One of the clear benefits of having a SMSF is the ability to implement strategies across member accounts without affecting current investments or dealing with multiple super fund administrators and their cumbersome paperwork.Super Splitting Super Splitting is also another way that an SMSF Specialist Advisor™ can show clients the advantage of using a professional for advice.

Superannuation splitting is an opportunity to look forward and plan for the future and have you family superannuation next egg prepared for legislative or tax changes while also taking advantage of any age differences to maximise Centrelink support and/or minimise tax legally. Each government attempts to address the matter of funding future retirement costs and to date they have predominantly sought to make enhancements via the superannuation system and these have involved making the superannuation system more flexible, adaptable and appealing to the population as a whole (although the GFC has seen them pull back on contribution limits and co-contribution support)

One of the most significant changes to the system was the introduction of superannuation contributions splitting from 1 January 2006, which allows superannuation contributions to be split or shared with a spouse. This does assist couples to maximise the benefits available in super and provide an avenue for spouses to share in super benefits or equalise balances. It is of most benefit to low-income or non-working spouses by allowing them to control their own super and have their own income in retirement.

Accessing higher lump sums if retiring early: If you’re both planning to retire under the age of 60 and take all or part of the super benefit as a lump sum, then each spouse can access their own tax-free threshold for lump sums (relating to the taxable component) of $185,000 (for the 2014/2015).

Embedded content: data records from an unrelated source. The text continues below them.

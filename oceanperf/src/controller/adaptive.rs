//! Adaptive performance controller.
//!
//! Owns the active quality tier. On construction it either probes the device
//! or restores the persisted tier; afterwards a background task evaluates the
//! recorded frame rate every few seconds and steps the tier up or down.
//!
//! ```text
//!  render loop                       controller                      render loop
//!  ───────────                       ──────────                      ───────────
//!  record_frame_performance ──► FrameRateSampler
//!                                     │ every 3s
//!                                     ▼
//!                               TierEvaluator ──► Tier ──► watch<Arc<QualityProfile>> ──► current_config()
//!                                     │
//!                                     ▼
//!                               PreferenceStore (current_tier, history, ...)
//! ```
//!
//! Tier changes are serialized by one mutex. The published profile is an
//! `Arc` swapped inside a watch channel, so readers never block on the
//! controller and never see a partially updated profile.

use std::sync::Arc;
use std::time::{Duration, Instant};

use parking_lot::Mutex;
use tokio::runtime::Handle;
use tokio::sync::watch;
use tokio_util::sync::CancellationToken;
use tracing::{debug, error, info, warn};

use super::benchmark::{BenchmarkReport, PerformanceBenchmark};
use super::builder::AdaptivePerformanceControllerBuilder;
use super::error::{BenchmarkError, ControllerError};
use super::evaluator::{TierDecision, TierEvaluator};
use super::monitor::MonitorHandle;
use super::status::PerformanceStatus;
use crate::config::PerformanceSettings;
use crate::device::{DeviceCapabilityProbe, DeviceSpecs};
use crate::quality::{QualityProfile, QualityProfileCatalog, Tier};
use crate::sampler::FrameRateSampler;
use crate::store::{StateStore, StoreResult};

/// Whether the stored detection is missing or older than `redetect_after`.
pub fn should_detect(last_detection_ms: i64, now_ms: i64, redetect_after: Duration) -> bool {
    if last_detection_ms == 0 {
        return true;
    }
    let age_ms = now_ms.saturating_sub(last_detection_ms);
    age_ms >= redetect_after.as_millis() as i64
}

fn wall_clock_ms() -> i64 {
    chrono::Utc::now().timestamp_millis()
}

/// Mutable controller state, guarded by one lock.
#[derive(Debug)]
struct ControlState {
    /// Last tier on the ladder, kept while an override or emergency is active.
    tier: Tier,
    emergency: bool,
    user_override: Option<Tier>,
    auto_adjust: bool,
    evaluator: TierEvaluator,
    device: Option<DeviceSpecs>,
    total_runtime: Duration,
    last_tick: Option<Instant>,
    tier_changes: u64,
    last_decision: Option<TierDecision>,
}

impl ControlState {
    fn active_profile(&self) -> Arc<QualityProfile> {
        if self.emergency {
            QualityProfileCatalog::emergency()
        } else {
            QualityProfileCatalog::profile_for(self.user_override.unwrap_or(self.tier))
        }
    }
}

/// State shared between the controller and its monitoring task.
pub(crate) struct ControllerShared {
    settings: PerformanceSettings,
    state: StateStore,
    probe: DeviceCapabilityProbe,
    sampler: FrameRateSampler,
    control: Mutex<ControlState>,
    profile_tx: watch::Sender<Arc<QualityProfile>>,
}

impl ControllerShared {
    pub(crate) fn settings(&self) -> &PerformanceSettings {
        &self.settings
    }

    fn log_store_error(&self, what: &'static str, result: StoreResult<()>) {
        if let Err(e) = result {
            warn!(what, error = %e, "Failed to persist performance state");
        }
    }

    fn publish(&self, control: &ControlState) {
        let profile = control.active_profile();
        debug!(profile = profile.name, "Publishing quality profile");
        self.profile_tx.send_replace(profile);
    }

    /// Probe the device, adopt its tier and stamp the detection time.
    fn detect(&self, control: &mut ControlState) {
        let specs = self.probe.detect();
        info!(
            score = specs.score,
            tier = %specs.tier,
            memory_gb = specs.memory_gb,
            cores = specs.cpu_cores,
            "Device capability detected"
        );

        control.tier = specs.tier;
        control.device = Some(specs);
        control.emergency = false;
        control.evaluator.reset();

        if let Err(e) = self.state.user_override() {
            warn!(error = %e, "Dropping unreadable user override");
            control.user_override = None;
            self.log_store_error("user_override_tier", self.state.set_user_override(None));
        }
        self.log_store_error("current_tier", self.state.set_current_tier(control.tier));
        self.log_store_error(
            "last_detection_time",
            self.state.set_last_detection_ms(wall_clock_ms()),
        );
        self.publish(control);
    }

    /// Select the starting tier from storage or a fresh detection.
    fn initialize(&self) -> Result<(), ControllerError> {
        let restored = self.sampler.restore_history(&self.state.performance_history());
        let persisted_runtime = self.state.total_runtime_seconds();

        let mut control = self.control.lock();
        control.total_runtime = Duration::from_secs(persisted_runtime);

        let last_detection = self.state.last_detection_ms();
        if should_detect(last_detection, wall_clock_ms(), self.settings.redetect_after) {
            info!(last_detection, "Running device capability detection");
            // A readable pin survives detection; an unreadable one is dropped by `detect`.
            control.user_override = self.state.user_override().unwrap_or(None);
            self.detect(&mut control);
        } else {
            control.user_override = self.state.user_override()?;
            let persisted = self.state.current_tier()?;
            control.tier = persisted.unwrap_or(Tier::Medium);
            control.emergency = false;
            info!(
                tier = %control.tier,
                from_storage = persisted.is_some(),
                "Restored quality tier"
            );
            self.publish(&control);
        }

        info!(
            restored_samples = restored,
            user_override = ?control.user_override,
            profile = control.active_profile().name,
            "Performance controller initialized"
        );
        Ok(())
    }

    fn enter_emergency(&self) {
        let mut control = self.control.lock();
        control.emergency = true;
        control.evaluator.reset();
        self.publish(&control);
    }

    /// One monitoring tick.
    pub(crate) fn tick(&self, now: Instant) -> Option<TierDecision> {
        let avg_fps = self.sampler.average_of_last(self.settings.evaluation_window);

        let mut control = self.control.lock();
        if let Some(last) = control.last_tick {
            control.total_runtime += now.saturating_duration_since(last);
        }
        control.last_tick = Some(now);

        if avg_fps <= 0.0 {
            return None;
        }
        if control.emergency || control.user_override.is_some() || !control.auto_adjust {
            return None;
        }

        let tier = control.tier;
        let target_fps = QualityProfileCatalog::profile_for(tier).target_fps;
        let decision = control.evaluator.evaluate(avg_fps, tier, target_fps, now)?;

        control.tier = decision.to;
        control.tier_changes += 1;
        control.last_decision = Some(decision);
        info!(
            from = %decision.from,
            to = %decision.to,
            reason = %decision.reason,
            avg_fps,
            target_fps,
            "Quality tier changed"
        );
        self.publish(&control);
        drop(control);

        self.log_store_error("current_tier", self.state.set_current_tier(decision.to));
        Some(decision)
    }

    fn mark_monitor_started(&self, now: Instant) {
        self.control.lock().last_tick = Some(now);
    }

    fn mark_monitor_stopped(&self) {
        self.control.lock().last_tick = None;
    }
}

/// Adaptive rendering performance controller.
///
/// Build with [`AdaptivePerformanceController::builder`]. Construction never
/// fails: if the persisted state cannot be restored the emergency profile is
/// published until the next successful detection.
///
/// Dropping the controller stops monitoring without flushing; call
/// [`shutdown`](Self::shutdown) first to persist session statistics.
pub struct AdaptivePerformanceController {
    shared: Arc<ControllerShared>,
    runtime: Option<Handle>,
    monitor: Mutex<Option<MonitorHandle>>,
}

Paying insurance premiums for a non-contributing spouse You can use contribution splitting to help pay your spouse’s personal life, TPD and Income Protection insurance premiums through super, so both you and your partner may be able to afford the right level of cover. Especially useful is one spouse self-employed and still getting a business of the ground so cannot afford to contribute to continue cover.

However it is also a great tool for those couples that have an age difference and can benefit in 2 ways:

Increasing your age pension entitlements An older spouse may qualify for a higher age pension by splitting super to a younger spouse to exempt assets from Assets Testing. This means you may qualify for a higher age pension entitlement until the younger spouse attains pension age. Assets held in superannuation accumulation phase by pensioners and those on other allowances who are between 55 and age pension age are exempt under both the Income and Assets Test.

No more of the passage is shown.